Segment Open

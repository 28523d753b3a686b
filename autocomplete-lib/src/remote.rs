//! Remote data sources.

use std::fmt;
use std::sync::Arc;

use serde_json::Value;
use url::Url;

use crate::error::{ConfigError, ResolveError};
use crate::fetch::{Fetcher, HttpFetcher};
use crate::item::ResultItem;

/// Turns a decoded response body into result items.
///
/// Must be a pure transform of the payload. Returning an error degrades the
/// resolution to an empty dropdown.
pub type ResponseAdapter = Arc<dyn Fn(Value) -> Result<Vec<ResultItem>, ResolveError> + Send + Sync>;

/// A remote endpoint queried as the user types.
///
/// The request URL is built by plain concatenation:
/// `endpoint ? query_symbol query [query_trailer] [page_size_param max_results]`.
///
/// # Example
///
/// ```
/// use autocomplete_lib::{RemoteSource, ResultItem};
///
/// let source = RemoteSource::new("https://api.github.com/search/users", "q=", |raw| {
///     let items = raw["items"].as_array().cloned().unwrap_or_default();
///     Ok(items
///         .iter()
///         .filter_map(|user| user["login"].as_str())
///         .map(ResultItem::text)
///         .collect())
/// })
/// .query_trailer("+in:login")
/// .page_size_param("&per_page=");
///
/// assert_eq!(
///     source.request_url("oct", 10),
///     "https://api.github.com/search/users?q=oct+in:login&per_page=10"
/// );
/// ```
#[derive(Clone)]
pub struct RemoteSource {
    endpoint: String,
    query_symbol: String,
    query_trailer: Option<String>,
    page_size_param: Option<String>,
    adapter: ResponseAdapter,
    fetcher: Arc<dyn Fetcher>,
}

impl RemoteSource {
    /// Creates a remote source using the default HTTP transport.
    pub fn new<F>(endpoint: impl Into<String>, query_symbol: impl Into<String>, adapter: F) -> Self
    where
        F: Fn(Value) -> Result<Vec<ResultItem>, ResolveError> + Send + Sync + 'static,
    {
        Self {
            endpoint: endpoint.into(),
            query_symbol: query_symbol.into(),
            query_trailer: None,
            page_size_param: None,
            adapter: Arc::new(adapter),
            fetcher: Arc::new(HttpFetcher::new()),
        }
    }

    /// Sets text appended right after the query (e.g. `+in:login`).
    pub fn query_trailer(mut self, trailer: impl Into<String>) -> Self {
        self.query_trailer = Some(trailer.into());
        self
    }

    /// Sets the page size parameter prefix (e.g. `&per_page=`).
    ///
    /// When set, the widget's `max_results` is appended after it.
    pub fn page_size_param(mut self, param: impl Into<String>) -> Self {
        self.page_size_param = Some(param.into());
        self
    }

    /// Replaces the transport.
    pub fn fetcher<F: Fetcher + 'static>(mut self, fetcher: F) -> Self {
        self.fetcher = Arc::new(fetcher);
        self
    }

    /// Returns the configured endpoint.
    pub fn endpoint(&self) -> &str {
        &self.endpoint
    }

    /// Builds the request URL for a query.
    pub fn request_url(&self, query: &str, max_results: usize) -> String {
        let mut url = format!("{}?{}{}", self.endpoint, self.query_symbol, query);
        if let Some(trailer) = &self.query_trailer {
            url.push_str(trailer);
        }
        if let Some(param) = &self.page_size_param {
            url.push_str(param);
            url.push_str(&max_results.to_string());
        }
        url
    }

    /// Fetches and adapts the items for a query, without client-side filtering.
    pub async fn fetch(&self, query: &str, max_results: usize) -> Result<Vec<ResultItem>, ResolveError> {
        let url = self.request_url(query, max_results);
        log::debug!("RemoteSource::fetch url={}", url);

        let body = self.fetcher.get(&url).await?;
        let raw: Value = serde_json::from_str(&body)
            .map_err(move |e| ResolveError::parse_with_body(e.to_string(), body))?;

        let items = (self.adapter)(raw)?;
        log::debug!("RemoteSource::fetch adapted {} items", items.len());
        Ok(items)
    }

    /// Checks the endpoint and query symbol.
    pub(crate) fn validate(&self) -> Result<(), ConfigError> {
        if self.query_symbol.is_empty() {
            return Err(ConfigError::EmptyQuerySymbol);
        }
        let parsed = Url::parse(&self.endpoint).map_err(|e| ConfigError::InvalidEndpoint {
            endpoint: self.endpoint.clone(),
            reason: e.to_string(),
        })?;
        if parsed.cannot_be_a_base() {
            return Err(ConfigError::InvalidEndpoint {
                endpoint: self.endpoint.clone(),
                reason: "not a hierarchical URL".to_string(),
            });
        }
        if parsed.query().is_some() {
            return Err(ConfigError::EndpointHasQuery(self.endpoint.clone()));
        }
        Ok(())
    }
}

impl fmt::Debug for RemoteSource {
    fn fmt(&self, f: &mut fmt::Formatter<'_>) -> fmt::Result {
        f.debug_struct("RemoteSource")
            .field("endpoint", &self.endpoint)
            .field("query_symbol", &self.query_symbol)
            .field("query_trailer", &self.query_trailer)
            .field("page_size_param", &self.page_size_param)
            .finish_non_exhaustive()
    }
}

#[cfg(test)]
mod tests {
    use super::*;

    fn names(raw: Value) -> Result<Vec<ResultItem>, ResolveError> {
        let list = raw
            .as_array()
            .ok_or_else(|| ResolveError::adapter("expected an array"))?;
        Ok(list
            .iter()
            .filter_map(|v| v["name"].as_str())
            .map(ResultItem::text)
            .collect())
    }

    #[test]
    fn test_request_url_minimal() {
        let source = RemoteSource::new("https://x/search", "q=", names);
        assert_eq!(source.endpoint(), "https://x/search");
        assert_eq!(source.request_url("ab", 10), "https://x/search?q=ab");
    }

    struct Canned(&'static str);

    #[async_trait::async_trait]
    impl Fetcher for Canned {
        async fn get(&self, _url: &str) -> Result<String, ResolveError> {
            Ok(self.0.to_string())
        }
    }

    #[tokio::test]
    async fn test_fetch_adapts_body() {
        let source = RemoteSource::new("https://x/search", "q=", names)
            .fetcher(Canned(r#"[{"name":"ab"},{"name":"cd"}]"#));
        let items = source.fetch("ab", 10).await.unwrap();
        assert_eq!(items, vec![ResultItem::text("ab"), ResultItem::text("cd")]);
    }

    #[tokio::test]
    async fn test_fetch_parse_error_keeps_body() {
        let source = RemoteSource::new("https://x/search", "q=", names).fetcher(Canned("<html>"));
        match source.fetch("ab", 10).await {
            Err(ResolveError::Parse { body, .. }) => assert_eq!(body.as_deref(), Some("<html>")),
            other => panic!("expected a parse error, got {other:?}"),
        }
    }

    #[test]
    fn test_request_url_with_page_size() {
        let source = RemoteSource::new("https://x/search", "q=", names).page_size_param("&per_page=");
        assert_eq!(
            source.request_url("ab", 10),
            "https://x/search?q=ab&per_page=10"
        );
    }

    #[test]
    fn test_request_url_with_trailer_and_page_size() {
        let source = RemoteSource::new("https://images-api.nasa.gov/search", "title=", names)
            .query_trailer("&media_type=image")
            .page_size_param("&page_size=");
        assert_eq!(
            source.request_url("moon", 5),
            "https://images-api.nasa.gov/search?title=moon&media_type=image&page_size=5"
        );
    }

    #[test]
    fn test_validate() {
        assert!(RemoteSource::new("https://x/search", "q=", names).validate().is_ok());
        assert!(matches!(
            RemoteSource::new("not a url", "q=", names).validate(),
            Err(ConfigError::InvalidEndpoint { .. })
        ));
        assert_eq!(
            RemoteSource::new("https://x/search?a=1", "q=", names).validate(),
            Err(ConfigError::EndpointHasQuery("https://x/search?a=1".to_string()))
        );
        assert_eq!(
            RemoteSource::new("https://x/search", "", names).validate(),
            Err(ConfigError::EmptyQuerySymbol)
        );
    }
}
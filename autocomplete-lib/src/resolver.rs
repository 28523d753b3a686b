//! Custom asynchronous query resolvers.

use async_trait::async_trait;

use crate::error::ResolveError;
use crate::item::ResultItem;

/// A caller-supplied strategy turning a query into result items.
///
/// Used when neither static data nor a [`RemoteSource`](crate::RemoteSource)
/// fits, e.g. querying a local index or an SDK. Resolution goes through the
/// debounce gate like a remote source. The output is truncated to
/// `max_results` but not filtered again, so resolvers may rank freely.
///
/// # Example
///
/// ```
/// use async_trait::async_trait;
/// use autocomplete_lib::{ResolveError, ResultItem};
/// use autocomplete_lib::resolver::Resolver;
///
/// struct Echo;
///
/// #[async_trait]
/// impl Resolver for Echo {
///     async fn resolve(&self, query: &str, _max_results: usize) -> Result<Vec<ResultItem>, ResolveError> {
///         Ok(vec![ResultItem::text(query)])
///     }
/// }
/// ```
#[async_trait]
pub trait Resolver: Send + Sync {
    /// Resolves a non-empty query.
    async fn resolve(&self, query: &str, max_results: usize) -> Result<Vec<ResultItem>, ResolveError>;
}
//! Line commands driving the widget.

use std::str::FromStr;

use autocomplete_lib::Key;

use crate::sources::Demo;

/// Errors parsing a command line.
#[derive(Debug, PartialEq, Eq, thiserror::Error)]
pub enum CommandError {
    /// The first word is not a known command.
    #[error("unknown command {0:?} (try `help`)")]
    Unknown(String),
    /// A required argument is missing.
    #[error("`{0}` needs an argument")]
    MissingArgument(&'static str),
    /// An argument could not be parsed.
    #[error("{0}")]
    InvalidArgument(String),
}

/// One user command.
#[derive(Debug, Clone, PartialEq, Eq)]
pub enum Command {
    /// Switch to another demo widget.
    Use(Demo),
    /// Replace the input text (an empty text clears it).
    Type(String),
    /// Press a key.
    Press(Key),
    /// Click a row (zero-based).
    Click(usize),
    /// Move focus away from the input.
    Blur,
    /// Print the widget state.
    Show,
    /// Print the command list.
    Help,
    /// Exit.
    Quit,
}

/// Help text listing all commands.
pub const HELP: &str = "\
commands:
  use <states|github|breweries|nasa>  switch demo widget
  type [text]                         set the input text
  down | up | enter | esc             press a key
  key <name>                          press a key by DOM name (ArrowDown, ...)
  click <row>                         click a row (0-based)
  blur                                move focus away from the input
  show                                print the widget state
  help                                this text
  quit                                exit";

impl FromStr for Command {
    type Err = CommandError;

    fn from_str(line: &str) -> Result<Self, Self::Err> {
        let line = line.trim_start();
        let (word, rest) = match line.split_once(' ') {
            Some((word, rest)) => (word, rest),
            None => (line.trim_end(), ""),
        };

        match word {
            "use" => {
                let name = rest.trim();
                if name.is_empty() {
                    return Err(CommandError::MissingArgument("use"));
                }
                name.parse().map(Command::Use).map_err(CommandError::InvalidArgument)
            }
            // Keep inner and trailing spaces: they are part of the query.
            "type" => Ok(Command::Type(rest.to_string())),
            "down" => Ok(Command::Press(Key::Down)),
            "up" => Ok(Command::Press(Key::Up)),
            "enter" => Ok(Command::Press(Key::Enter)),
            "esc" => Ok(Command::Press(Key::Escape)),
            "key" => match rest.trim() {
                "" => Err(CommandError::MissingArgument("key")),
                name => Ok(Command::Press(Key::from_name(name))),
            },
            "click" => {
                let row = rest.trim();
                if row.is_empty() {
                    return Err(CommandError::MissingArgument("click"));
                }
                row.parse()
                    .map(Command::Click)
                    .map_err(|_| CommandError::InvalidArgument(format!("invalid row {row:?}")))
            }
            "blur" => Ok(Command::Blur),
            "show" | "" => Ok(Command::Show),
            "help" | "?" => Ok(Command::Help),
            "quit" | "exit" => Ok(Command::Quit),
            other => Err(CommandError::Unknown(other.to_string())),
        }
    }
}
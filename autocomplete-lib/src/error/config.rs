//! Configuration error types

/// Errors detected while building a [`WidgetConfig`](crate::WidgetConfig).
///
/// These fail fast at construction instead of producing malformed rows later.
#[derive(Debug, Clone, PartialEq, Eq, thiserror::Error)]
pub enum ConfigError {
    /// `max_results` was zero.
    #[error("max_results must be at least 1")]
    ZeroMaxResults,

    /// More than one of local data, remote source and custom resolver was set.
    #[error("only one of local data, remote source or custom resolver may be configured")]
    ConflictingSources,

    /// A local item has empty display text.
    #[error("local item {index} has empty display text")]
    EmptyDisplayText {
        /// Position of the offending item in the local data.
        index: usize,
    },

    /// The remote endpoint is not a valid absolute URL.
    #[error("invalid endpoint {endpoint:?}: {reason}")]
    InvalidEndpoint {
        /// The endpoint as configured.
        endpoint: String,
        /// Why it was rejected.
        reason: String,
    },

    /// The remote endpoint already carries a query string.
    #[error("endpoint {0:?} must not contain a query string")]
    EndpointHasQuery(String),

    /// The remote query symbol was empty.
    #[error("remote query symbol must not be empty")]
    EmptyQuerySymbol,
}
//! Event handling for the Autocomplete widget.

use std::str::FromStr;

use super::Autocomplete;

/// Keys the widget reacts to.
#[derive(Debug, Clone, Copy, PartialEq, Eq)]
pub enum Key {
    /// Move the highlight up, wrapping to the last row.
    Up,
    /// Move the highlight down, wrapping to the first row.
    Down,
    /// Commit the highlighted row.
    Enter,
    /// Close the dropdown without committing.
    Escape,
    /// Any other key.
    Other,
}

impl Key {
    /// Maps a DOM-style key name (`"ArrowDown"`, `"Enter"`, ...) to a key.
    pub fn from_name(name: &str) -> Self {
        match name {
            "ArrowUp" | "Up" => Key::Up,
            "ArrowDown" | "Down" => Key::Down,
            "Enter" => Key::Enter,
            "Escape" | "Esc" => Key::Escape,
            _ => Key::Other,
        }
    }
}

impl FromStr for Key {
    type Err = std::convert::Infallible;

    fn from_str(s: &str) -> Result<Self, Self::Err> {
        Ok(Key::from_name(s))
    }
}

/// Result of handling an event.
#[derive(Debug, Clone, Copy, PartialEq, Eq)]
pub enum EventResult {
    /// Event was ignored, the host may handle it.
    Ignored,
    /// Event was consumed.
    Consumed,
}

impl EventResult {
    /// Check if the event was handled.
    pub fn is_handled(&self) -> bool {
        !matches!(self, EventResult::Ignored)
    }
}

impl Autocomplete {
    /// Handles a key press.
    ///
    /// Arrow keys move the highlight with wraparound and are ignored while the
    /// dropdown is empty. Enter commits the highlighted row, if any.
    pub fn on_key(&self, key: Key) -> EventResult {
        if !self.is_attached() {
            return EventResult::Ignored;
        }

        match key {
            Key::Down => self.move_highlight(|current, len| match current {
                Some(i) if i + 1 < len => i + 1,
                _ => 0,
            }),
            Key::Up => self.move_highlight(|current, len| match current {
                Some(i) if i > 0 => i - 1,
                _ => len - 1,
            }),
            Key::Enter => match self.highlighted_index() {
                Some(index) => self.commit(index),
                None => EventResult::Ignored,
            },
            Key::Escape => {
                // Results still on their way would reopen the dropdown.
                self.supersede();
                if self.visible_results().is_empty() {
                    EventResult::Ignored
                } else {
                    self.render(Vec::new());
                    EventResult::Consumed
                }
            }
            Key::Other => EventResult::Ignored,
        }
    }

    /// Handles a pointer click on a rendered row.
    ///
    /// Commits that row regardless of the highlight. Clicks outside the
    /// rendered rows are ignored.
    pub fn on_click(&self, row: usize) -> EventResult {
        if !self.is_attached() {
            return EventResult::Ignored;
        }
        self.commit(row)
    }

    /// Handles the input losing focus.
    ///
    /// Clears the displayed input text. The dropdown and
    /// [`current_query`](Self::current_query) are left alone.
    pub fn on_blur(&self) {
        if !self.is_attached() {
            return;
        }
        if let Ok(mut guard) = self.inner.write() {
            guard.input_text.clear();
        }
        self.mark_changed();
    }

    /// Moves the highlight; `next` receives the current index and the row count (never zero).
    fn move_highlight(&self, next: impl FnOnce(Option<usize>, usize) -> usize) -> EventResult {
        let Ok(mut guard) = self.inner.write() else {
            return EventResult::Ignored;
        };
        let len = guard.visible.len();
        if len == 0 {
            return EventResult::Ignored;
        }
        let index = next(guard.highlighted, len);
        guard.highlighted = Some(index);
        drop(guard);

        self.mark_changed();
        EventResult::Consumed
    }

    /// Commits the row at `index` as the selection.
    ///
    /// Supersedes pending and in-flight resolutions.
    fn commit(&self, index: usize) -> EventResult {
        let item = {
            let Ok(mut guard) = self.inner.write() else {
                return EventResult::Ignored;
            };
            let Some(item) = guard.visible.get(index).cloned() else {
                log::debug!(
                    "Autocomplete::commit id={} ignored: no row {}",
                    self.id(),
                    index
                );
                return EventResult::Ignored;
            };
            guard.input_text = item.display_text.clone();
            guard.selected = Some(item.clone());
            item
        };
        log::debug!(
            "Autocomplete::commit id={} text={:?}",
            self.id(),
            item.display_text
        );

        // A query typed just before the commit must not reopen the dropdown.
        self.supersede();
        self.render(Vec::new());
        if let Some(on_select) = self.config.on_select() {
            on_select(&item.value);
        }
        EventResult::Consumed
    }
}

#[cfg(test)]
mod tests {
    use super::*;
    use std::sync::{Arc, Mutex, OnceLock};

    use serde_json::Value;

    use crate::config::WidgetConfig;
    use crate::item::ResultItem;

    fn widget_with(selected: Arc<Mutex<Vec<Value>>>) -> Autocomplete {
        let config = WidgetConfig::builder()
            .local_data(vec![
                ResultItem::new("Alabama", "AL"),
                ResultItem::new("Alaska", "AK"),
                ResultItem::new("Arizona", "AZ"),
                ResultItem::new("Ohio", "OH"),
            ])
            .on_select(move |value| selected.lock().unwrap().push(value.clone()))
            .build()
            .unwrap();
        Autocomplete::attach(config)
    }

    fn widget() -> Autocomplete {
        widget_with(Arc::new(Mutex::new(Vec::new())))
    }

    #[test]
    fn test_key_names() {
        assert_eq!(Key::from_name("ArrowDown"), Key::Down);
        assert_eq!(Key::from_name("ArrowUp"), Key::Up);
        assert_eq!("Enter".parse::<Key>().unwrap(), Key::Enter);
        assert_eq!(Key::from_name("Tab"), Key::Other);
    }

    #[test]
    fn test_arrow_down_wraps_to_first() {
        let widget = widget();
        widget.on_query_input("a");
        assert_eq!(widget.visible_results().len(), 3);

        for expected in [0, 1, 2, 0] {
            assert_eq!(widget.on_key(Key::Down), EventResult::Consumed);
            assert_eq!(widget.highlighted_index(), Some(expected));
        }
    }

    #[test]
    fn test_arrow_up_from_none_goes_to_last() {
        let widget = widget();
        widget.on_query_input("a");

        assert_eq!(widget.on_key(Key::Up), EventResult::Consumed);
        assert_eq!(widget.highlighted_index(), Some(2));
        widget.on_key(Key::Up);
        widget.on_key(Key::Up);
        assert_eq!(widget.highlighted_index(), Some(0));
        widget.on_key(Key::Up);
        assert_eq!(widget.highlighted_index(), Some(2));
    }

    #[test]
    fn test_single_row_wraps_onto_itself() {
        let widget = widget();
        widget.on_query_input("ohio");
        widget.on_key(Key::Down);
        widget.on_key(Key::Down);
        assert_eq!(widget.highlighted_index(), Some(0));
        widget.on_key(Key::Up);
        assert_eq!(widget.highlighted_index(), Some(0));
    }

    #[test]
    fn test_arrows_ignored_when_empty() {
        let widget = widget();
        assert_eq!(widget.on_key(Key::Down), EventResult::Ignored);
        assert_eq!(widget.on_key(Key::Up), EventResult::Ignored);
        assert_eq!(widget.highlighted_index(), None);
    }

    #[test]
    fn test_enter_without_highlight_is_ignored() {
        let selected = Arc::new(Mutex::new(Vec::new()));
        let widget = widget_with(Arc::clone(&selected));
        widget.on_query_input("a");

        assert_eq!(widget.on_key(Key::Enter), EventResult::Ignored);
        assert_eq!(widget.visible_results().len(), 3);
        assert!(selected.lock().unwrap().is_empty());
    }

    #[test]
    fn test_enter_commits_highlighted_row() {
        let selected = Arc::new(Mutex::new(Vec::new()));
        let widget = widget_with(Arc::clone(&selected));
        widget.on_query_input("a");
        widget.on_key(Key::Down);
        widget.on_key(Key::Down);

        assert_eq!(widget.on_key(Key::Enter), EventResult::Consumed);
        assert_eq!(widget.input_text(), "Alaska");
        assert!(widget.visible_results().is_empty());
        assert_eq!(widget.highlighted_index(), None);
        assert_eq!(*selected.lock().unwrap(), vec![Value::from("AK")]);
        assert_eq!(widget.selected().map(|i| i.display_text), Some("Alaska".to_string()));
    }

    #[test]
    fn test_click_commits_regardless_of_highlight() {
        let selected = Arc::new(Mutex::new(Vec::new()));
        let widget = widget_with(Arc::clone(&selected));
        widget.on_query_input("a");
        widget.on_key(Key::Down);

        assert_eq!(widget.on_click(2), EventResult::Consumed);
        assert_eq!(widget.input_text(), "Arizona");
        assert!(widget.dropdown().is_empty());
        assert_eq!(*selected.lock().unwrap(), vec![Value::from("AZ")]);
    }

    #[test]
    fn test_click_outside_rows_is_ignored() {
        let selected = Arc::new(Mutex::new(Vec::new()));
        let widget = widget_with(Arc::clone(&selected));
        widget.on_query_input("a");

        assert_eq!(widget.on_click(7), EventResult::Ignored);
        assert_eq!(widget.visible_results().len(), 3);
        assert!(selected.lock().unwrap().is_empty());
    }

    #[test]
    fn test_escape_closes_without_commit() {
        let selected = Arc::new(Mutex::new(Vec::new()));
        let widget = widget_with(Arc::clone(&selected));
        widget.on_query_input("a");
        widget.on_key(Key::Down);

        assert_eq!(widget.on_key(Key::Escape), EventResult::Consumed);
        assert!(widget.visible_results().is_empty());
        assert_eq!(widget.input_text(), "a");
        assert!(selected.lock().unwrap().is_empty());
        assert_eq!(widget.on_key(Key::Escape), EventResult::Ignored);
    }

    #[test]
    fn test_blur_clears_input_but_keeps_query() {
        let widget = widget();
        widget.on_query_input("ala");
        widget.on_blur();

        assert_eq!(widget.input_text(), "");
        assert_eq!(widget.current_query(), "ala");
        assert_eq!(widget.visible_results().len(), 2);
    }

    #[test]
    fn test_select_callback_may_reenter_widget() {
        let handle: Arc<OnceLock<Autocomplete>> = Arc::new(OnceLock::new());
        let seen = Arc::new(Mutex::new(None));

        let (cb_handle, cb_seen) = (Arc::clone(&handle), Arc::clone(&seen));
        let config = WidgetConfig::builder()
            .local_data(vec![ResultItem::new("Ohio", "OH")])
            .on_select(move |_| {
                if let Some(widget) = cb_handle.get() {
                    *cb_seen.lock().unwrap() = Some(widget.input_text());
                }
            })
            .build()
            .unwrap();
        let widget = Autocomplete::attach(config);
        let _ = handle.set(widget.clone());

        widget.on_query_input("o");
        widget.on_click(0);
        assert_eq!(seen.lock().unwrap().as_deref(), Some("Ohio"));
    }

    #[test]
    fn test_events_ignored_after_detach() {
        let widget = widget();
        widget.on_query_input("a");
        widget.detach();

        assert!(!widget.is_attached());
        assert!(widget.visible_results().is_empty());
        assert_eq!(widget.on_key(Key::Down), EventResult::Ignored);
        assert_eq!(widget.on_click(0), EventResult::Ignored);
        widget.on_query_input("o");
        assert!(widget.visible_results().is_empty());
        assert_eq!(widget.current_query(), "");
    }
}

Segment Closed

Instructions to follow: Take each line of the material above that holds the string "InvalidEndpoint" and copy it.

Your solution:
        let parsed = Url::parse(&self.endpoint).map_err(|e| ConfigError::InvalidEndpoint {
            return Err(ConfigError::InvalidEndpoint {
            Err(ConfigError::InvalidEndpoint { .. })
    InvalidEndpoint {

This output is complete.